+++ Information provided

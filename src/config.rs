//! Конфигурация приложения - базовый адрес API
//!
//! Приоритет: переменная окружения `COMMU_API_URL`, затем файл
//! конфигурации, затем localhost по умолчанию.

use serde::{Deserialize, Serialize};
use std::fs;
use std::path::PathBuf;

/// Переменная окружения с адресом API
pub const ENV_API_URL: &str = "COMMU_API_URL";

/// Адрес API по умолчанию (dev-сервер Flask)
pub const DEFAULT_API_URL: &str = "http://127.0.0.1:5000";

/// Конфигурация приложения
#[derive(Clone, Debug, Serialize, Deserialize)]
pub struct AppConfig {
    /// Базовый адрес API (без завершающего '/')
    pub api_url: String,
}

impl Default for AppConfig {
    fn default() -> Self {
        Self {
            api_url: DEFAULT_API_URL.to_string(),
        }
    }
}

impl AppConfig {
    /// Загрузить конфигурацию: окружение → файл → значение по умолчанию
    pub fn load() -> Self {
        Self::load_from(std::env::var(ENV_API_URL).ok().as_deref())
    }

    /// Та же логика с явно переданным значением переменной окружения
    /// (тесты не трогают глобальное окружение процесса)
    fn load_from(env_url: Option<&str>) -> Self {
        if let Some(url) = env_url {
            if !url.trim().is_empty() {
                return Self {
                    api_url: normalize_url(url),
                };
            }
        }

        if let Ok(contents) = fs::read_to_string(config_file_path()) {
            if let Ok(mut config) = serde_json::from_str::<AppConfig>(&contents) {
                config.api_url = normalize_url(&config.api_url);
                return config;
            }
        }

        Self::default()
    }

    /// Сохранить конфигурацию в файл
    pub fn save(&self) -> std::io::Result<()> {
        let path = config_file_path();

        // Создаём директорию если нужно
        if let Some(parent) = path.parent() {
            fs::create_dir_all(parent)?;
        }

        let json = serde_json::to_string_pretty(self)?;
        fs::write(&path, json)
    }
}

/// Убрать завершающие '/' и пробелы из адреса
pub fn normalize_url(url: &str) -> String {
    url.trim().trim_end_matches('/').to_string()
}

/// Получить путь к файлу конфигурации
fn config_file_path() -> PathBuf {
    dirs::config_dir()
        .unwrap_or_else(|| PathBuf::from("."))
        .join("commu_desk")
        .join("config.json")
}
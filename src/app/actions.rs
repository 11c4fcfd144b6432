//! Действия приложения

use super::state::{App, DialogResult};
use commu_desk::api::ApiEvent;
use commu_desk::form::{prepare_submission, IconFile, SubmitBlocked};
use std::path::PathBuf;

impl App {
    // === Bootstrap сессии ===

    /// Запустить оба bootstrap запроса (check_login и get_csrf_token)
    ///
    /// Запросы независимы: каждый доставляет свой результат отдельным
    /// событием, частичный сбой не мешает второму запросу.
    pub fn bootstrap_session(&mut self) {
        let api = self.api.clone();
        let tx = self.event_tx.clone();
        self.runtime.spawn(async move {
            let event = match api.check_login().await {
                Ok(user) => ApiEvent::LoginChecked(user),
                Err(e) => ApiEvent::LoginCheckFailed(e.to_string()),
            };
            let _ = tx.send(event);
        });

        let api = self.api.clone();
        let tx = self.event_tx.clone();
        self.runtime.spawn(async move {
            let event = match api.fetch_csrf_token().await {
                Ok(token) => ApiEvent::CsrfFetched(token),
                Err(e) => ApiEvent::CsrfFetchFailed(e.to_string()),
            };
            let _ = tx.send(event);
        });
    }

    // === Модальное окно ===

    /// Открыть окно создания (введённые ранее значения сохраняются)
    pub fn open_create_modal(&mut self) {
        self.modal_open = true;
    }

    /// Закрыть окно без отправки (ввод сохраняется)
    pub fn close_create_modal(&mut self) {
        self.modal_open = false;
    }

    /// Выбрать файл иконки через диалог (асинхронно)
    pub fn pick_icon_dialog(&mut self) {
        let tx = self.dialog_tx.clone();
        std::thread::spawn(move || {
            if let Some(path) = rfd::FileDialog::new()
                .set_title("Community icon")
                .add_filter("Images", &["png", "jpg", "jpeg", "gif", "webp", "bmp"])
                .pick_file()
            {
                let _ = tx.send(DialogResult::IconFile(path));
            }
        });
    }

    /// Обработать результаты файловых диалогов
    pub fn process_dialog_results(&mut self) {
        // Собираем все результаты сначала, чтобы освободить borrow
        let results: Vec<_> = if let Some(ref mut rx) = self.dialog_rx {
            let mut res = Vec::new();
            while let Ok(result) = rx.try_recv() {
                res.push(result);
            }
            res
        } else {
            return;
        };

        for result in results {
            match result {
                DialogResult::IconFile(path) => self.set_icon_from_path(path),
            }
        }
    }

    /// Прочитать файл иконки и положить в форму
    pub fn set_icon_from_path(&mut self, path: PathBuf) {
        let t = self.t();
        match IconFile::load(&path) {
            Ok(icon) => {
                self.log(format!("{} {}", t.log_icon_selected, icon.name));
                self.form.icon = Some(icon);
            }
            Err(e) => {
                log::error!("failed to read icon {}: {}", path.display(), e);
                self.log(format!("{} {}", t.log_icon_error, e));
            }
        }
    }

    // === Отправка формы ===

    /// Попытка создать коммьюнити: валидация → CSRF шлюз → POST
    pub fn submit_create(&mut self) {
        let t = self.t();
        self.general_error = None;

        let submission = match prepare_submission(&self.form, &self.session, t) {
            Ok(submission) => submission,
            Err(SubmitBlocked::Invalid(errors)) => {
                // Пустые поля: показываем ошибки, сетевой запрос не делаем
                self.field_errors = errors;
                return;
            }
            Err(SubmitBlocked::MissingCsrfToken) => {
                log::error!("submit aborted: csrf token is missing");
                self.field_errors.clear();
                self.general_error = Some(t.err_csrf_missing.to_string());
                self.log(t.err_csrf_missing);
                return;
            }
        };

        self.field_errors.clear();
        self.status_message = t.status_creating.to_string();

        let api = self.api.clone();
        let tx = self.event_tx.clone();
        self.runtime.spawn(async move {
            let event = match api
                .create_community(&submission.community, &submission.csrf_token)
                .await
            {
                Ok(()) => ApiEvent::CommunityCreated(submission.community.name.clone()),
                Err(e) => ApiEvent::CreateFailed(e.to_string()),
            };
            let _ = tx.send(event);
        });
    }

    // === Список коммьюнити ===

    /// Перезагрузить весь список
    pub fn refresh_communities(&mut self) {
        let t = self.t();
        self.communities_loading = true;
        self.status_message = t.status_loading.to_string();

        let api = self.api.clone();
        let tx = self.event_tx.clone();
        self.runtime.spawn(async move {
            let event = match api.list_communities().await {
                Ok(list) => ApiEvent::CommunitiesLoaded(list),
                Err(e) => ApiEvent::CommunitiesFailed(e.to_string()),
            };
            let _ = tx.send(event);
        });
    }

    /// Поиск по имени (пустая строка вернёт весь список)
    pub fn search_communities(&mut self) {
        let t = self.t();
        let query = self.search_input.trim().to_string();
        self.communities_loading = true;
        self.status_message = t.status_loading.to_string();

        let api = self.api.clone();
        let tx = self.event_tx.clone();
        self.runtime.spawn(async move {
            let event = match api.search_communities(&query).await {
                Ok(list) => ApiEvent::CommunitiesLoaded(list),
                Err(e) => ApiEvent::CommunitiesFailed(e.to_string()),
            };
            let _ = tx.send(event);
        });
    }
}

++++++

Aim of the exercise: Each of the records should be written out again, exactly as it reads.

Result of the exercise:
filename src/config.rs
//! Конфигурация приложения - базовый адрес API
//!
//! Приоритет: переменная окружения `COMMU_API_URL`, затем файл
//! конфигурации, затем localhost по умолчанию.

use serde::{Deserialize, Serialize};
use std::fs;
use std::path::PathBuf;

/// Переменная окружения с адресом API
pub const ENV_API_URL: &str = "COMMU_API_URL";

/// Адрес API по умолчанию (dev-сервер Flask)
pub const DEFAULT_API_URL: &str = "http://127.0.0.1:5000";

/// Конфигурация приложения
#[derive(Clone, Debug, Serialize, Deserialize)]
pub struct AppConfig {
    /// Базовый адрес API (без завершающего '/')
    pub api_url: String,
}

impl Default for AppConfig {
    fn default() -> Self {
        Self {
            api_url: DEFAULT_API_URL.to_string(),
        }
    }
}

impl AppConfig {
    /// Загрузить конфигурацию: окружение → файл → значение по умолчанию
    pub fn load() -> Self {
        Self::load_from(std::env::var(ENV_API_URL).ok().as_deref())
    }

    /// Та же логика с явно переданным значением переменной окружения
    /// (тесты не трогают глобальное окружение процесса)
    fn load_from(env_url: Option<&str>) -> Self {
        if let Some(url) = env_url {
            if !url.trim().is_empty() {
                return Self {
                    api_url: normalize_url(url),
                };
            }
        }

        if let Ok(contents) = fs::read_to_string(config_file_path()) {
            if let Ok(mut config) = serde_json::from_str::<AppConfig>(&contents) {
                config.api_url = normalize_url(&config.api_url);
                return config;
            }
        }

        Self::default()
    }

    /// Сохранить конфигурацию в файл
    pub fn save(&self) -> std::io::Result<()> {
        let path = config_file_path();

        // Создаём директорию если нужно
        if let Some(parent) = path.parent() {
            fs::create_dir_all(parent)?;
        }

        let json = serde_json::to_string_pretty(self)?;
        fs::write(&path, json)
    }
}

/// Убрать завершающие '/' и пробелы из адреса
pub fn normalize_url(url: &str) -> String {
    url.trim().trim_end_matches('/').to_string()
}

/// Получить путь к файлу конфигурации
fn config_file_path() -> PathBuf {
    dirs::config_dir()
        .unwrap_or_else(|| PathBuf::from("."))
        .join("commu_desk")
        .join("config.json")
}
filename src/app/actions.rs
repository 11c4fcfd144b6432
//! Действия приложения

use super::state::{App, DialogResult};
use commu_desk::api::ApiEvent;
use commu_desk::form::{prepare_submission, IconFile, SubmitBlocked};
use std::path::PathBuf;

impl App {
    // === Bootstrap сессии ===

    /// Запустить оба bootstrap запроса (check_login и get_csrf_token)
    ///
    /// Запросы независимы: каждый доставляет свой результат отдельным
    /// событием, частичный сбой не мешает второму запросу.
    pub fn bootstrap_session(&mut self) {
        let api = self.api.clone();
        let tx = self.event_tx.clone();
        self.runtime.spawn(async move {
            let event = match api.check_login().await {
                Ok(user) => ApiEvent::LoginChecked(user),
                Err(e) => ApiEvent::LoginCheckFailed(e.to_string()),
            };
            let _ = tx.send(event);
        });

        let api = self.api.clone();
        let tx = self.event_tx.clone();
        self.runtime.spawn(async move {
            let event = match api.fetch_csrf_token().await {
                Ok(token) => ApiEvent::CsrfFetched(token),
                Err(e) => ApiEvent::CsrfFetchFailed(e.to_string()),
            };
            let _ = tx.send(event);
        });
    }

    // === Модальное окно ===

    /// Открыть окно создания (введённые ранее значения сохраняются)
    pub fn open_create_modal(&mut self) {
        self.modal_open = true;
    }

    /// Закрыть окно без отправки (ввод сохраняется)
    pub fn close_create_modal(&mut self) {
        self.modal_open = false;
    }

    /// Выбрать файл иконки через диалог (асинхронно)
    pub fn pick_icon_dialog(&mut self) {
        let tx = self.dialog_tx.clone();
        std::thread::spawn(move || {
            if let Some(path) = rfd::FileDialog::new()
                .set_title("Community icon")
                .add_filter("Images", &["png", "jpg", "jpeg", "gif", "webp", "bmp"])
                .pick_file()
            {
                let _ = tx.send(DialogResult::IconFile(path));
            }
        });
    }

    /// Обработать результаты файловых диалогов
    pub fn process_dialog_results(&mut self) {
        // Собираем все результаты сначала, чтобы освободить borrow
        let results: Vec<_> = if let Some(ref mut rx) = self.dialog_rx {
            let mut res = Vec::new();
            while let Ok(result) = rx.try_recv() {
                res.push(result);
            }
            res
        } else {
            return;
        };

        for result in results {
            match result {
                DialogResult::IconFile(path) => self.set_icon_from_path(path),
            }
        }
    }

    /// Прочитать файл иконки и положить в форму
    pub fn set_icon_from_path(&mut self, path: PathBuf) {
        let t = self.t();
        match IconFile::load(&path) {
            Ok(icon) => {
                self.log(format!("{} {}", t.log_icon_selected, icon.name));
                self.form.icon = Some(icon);
            }
            Err(e) => {
                log::error!("failed to read icon {}: {}", path.display(), e);
                self.log(format!("{} {}", t.log_icon_error, e));
            }
        }
    }

    // === Отправка формы ===

    /// Попытка создать коммьюнити: валидация → CSRF шлюз → POST
    pub fn submit_create(&mut self) {
        let t = self.t();
        self.general_error = None;

        let submission = match prepare_submission(&self.form, &self.session, t) {
            Ok(submission) => submission,
            Err(SubmitBlocked::Invalid(errors)) => {
                // Пустые поля: показываем ошибки, сетевой запрос не делаем
                self.field_errors = errors;
                return;
            }
            Err(SubmitBlocked::MissingCsrfToken) => {
                log::error!("submit aborted: csrf token is missing");
                self.field_errors.clear();
                self.general_error = Some(t.err_csrf_missing.to_string());
                self.log(t.err_csrf_missing);
                return;
            }
        };

        self.field_errors.clear();
        self.status_message = t.status_creating.to_string();

        let api = self.api.clone();
        let tx = self.event_tx.clone();
        self.runtime.spawn(async move {
            let event = match api
                .create_community(&submission.community, &submission.csrf_token)
                .await
            {
                Ok(()) => ApiEvent::CommunityCreated(submission.community.name.clone()),
                Err(e) => ApiEvent::CreateFailed(e.to_string()),
            };
            let _ = tx.send(event);
        });
    }

    // === Список коммьюнити ===

    /// Перезагрузить весь список
    pub fn refresh_communities(&mut self) {
        let t = self.t();
        self.communities_loading = true;
        self.status_message = t.status_loading.to_string();

        let api = self.api.clone();
        let tx = self.event_tx.clone();
        self.runtime.spawn(async move {
            let event = match api.list_communities().await {
                Ok(list) => ApiEvent::CommunitiesLoaded(list),
                Err(e) => ApiEvent::CommunitiesFailed(e.to_string()),
            };
            let _ = tx.send(event);
        });
    }

    /// Поиск по имени (пустая строка вернёт весь список)
    pub fn search_communities(&mut self) {
        let t = self.t();
        let query = self.search_input.trim().to_string();
        self.communities_loading = true;
        self.status_message = t.status_loading.to_string();

        let api = self.api.clone();
        let tx = self.event_tx.clone();
        self.runtime.spawn(async move {
            let event = match api.search_communities(&query).await {
                Ok(list) => ApiEvent::CommunitiesLoaded(list),
                Err(e) => ApiEvent::CommunitiesFailed(e.to_string()),
            };
            let _ = tx.send(event);
        });
    }
}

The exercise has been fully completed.